* [EXERCISE DETAILS]: Each line of the records that includes "SpeechRequest" should be found and copied.

──────── PROVIDED MATERIAL

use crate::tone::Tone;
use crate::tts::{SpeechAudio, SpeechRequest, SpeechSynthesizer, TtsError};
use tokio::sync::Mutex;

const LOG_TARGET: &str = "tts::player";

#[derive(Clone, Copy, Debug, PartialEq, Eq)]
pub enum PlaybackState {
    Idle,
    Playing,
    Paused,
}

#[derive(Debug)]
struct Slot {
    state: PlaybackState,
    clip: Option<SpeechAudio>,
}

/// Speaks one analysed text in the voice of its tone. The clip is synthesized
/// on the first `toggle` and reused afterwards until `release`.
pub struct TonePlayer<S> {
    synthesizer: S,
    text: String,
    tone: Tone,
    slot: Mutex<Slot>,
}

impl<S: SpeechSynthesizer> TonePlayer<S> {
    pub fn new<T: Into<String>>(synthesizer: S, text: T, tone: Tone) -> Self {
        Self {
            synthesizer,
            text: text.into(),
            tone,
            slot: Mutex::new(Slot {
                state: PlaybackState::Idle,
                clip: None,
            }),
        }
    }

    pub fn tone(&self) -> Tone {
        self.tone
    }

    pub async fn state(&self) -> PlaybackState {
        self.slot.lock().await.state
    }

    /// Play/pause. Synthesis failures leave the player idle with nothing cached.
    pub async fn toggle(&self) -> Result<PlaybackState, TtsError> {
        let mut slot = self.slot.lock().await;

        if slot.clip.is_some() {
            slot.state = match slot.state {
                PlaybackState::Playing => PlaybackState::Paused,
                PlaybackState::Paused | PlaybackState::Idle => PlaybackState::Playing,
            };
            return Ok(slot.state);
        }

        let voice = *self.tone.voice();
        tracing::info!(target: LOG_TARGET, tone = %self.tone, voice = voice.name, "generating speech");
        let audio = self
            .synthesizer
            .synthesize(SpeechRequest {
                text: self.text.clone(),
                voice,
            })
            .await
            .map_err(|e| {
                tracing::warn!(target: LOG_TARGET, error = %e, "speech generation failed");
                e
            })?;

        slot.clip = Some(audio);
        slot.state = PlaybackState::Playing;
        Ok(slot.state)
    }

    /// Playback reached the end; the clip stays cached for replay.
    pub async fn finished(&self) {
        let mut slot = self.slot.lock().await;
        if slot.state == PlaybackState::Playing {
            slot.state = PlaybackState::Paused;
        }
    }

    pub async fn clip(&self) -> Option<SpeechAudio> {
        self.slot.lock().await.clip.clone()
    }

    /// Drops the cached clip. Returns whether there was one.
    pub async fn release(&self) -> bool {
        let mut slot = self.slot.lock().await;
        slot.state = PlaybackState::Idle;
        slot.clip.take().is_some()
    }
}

────────────────

* [ANSWER TO THE PROBLEM]:
use crate::tts::{SpeechAudio, SpeechRequest, SpeechSynthesizer, TtsError};
            .synthesize(SpeechRequest {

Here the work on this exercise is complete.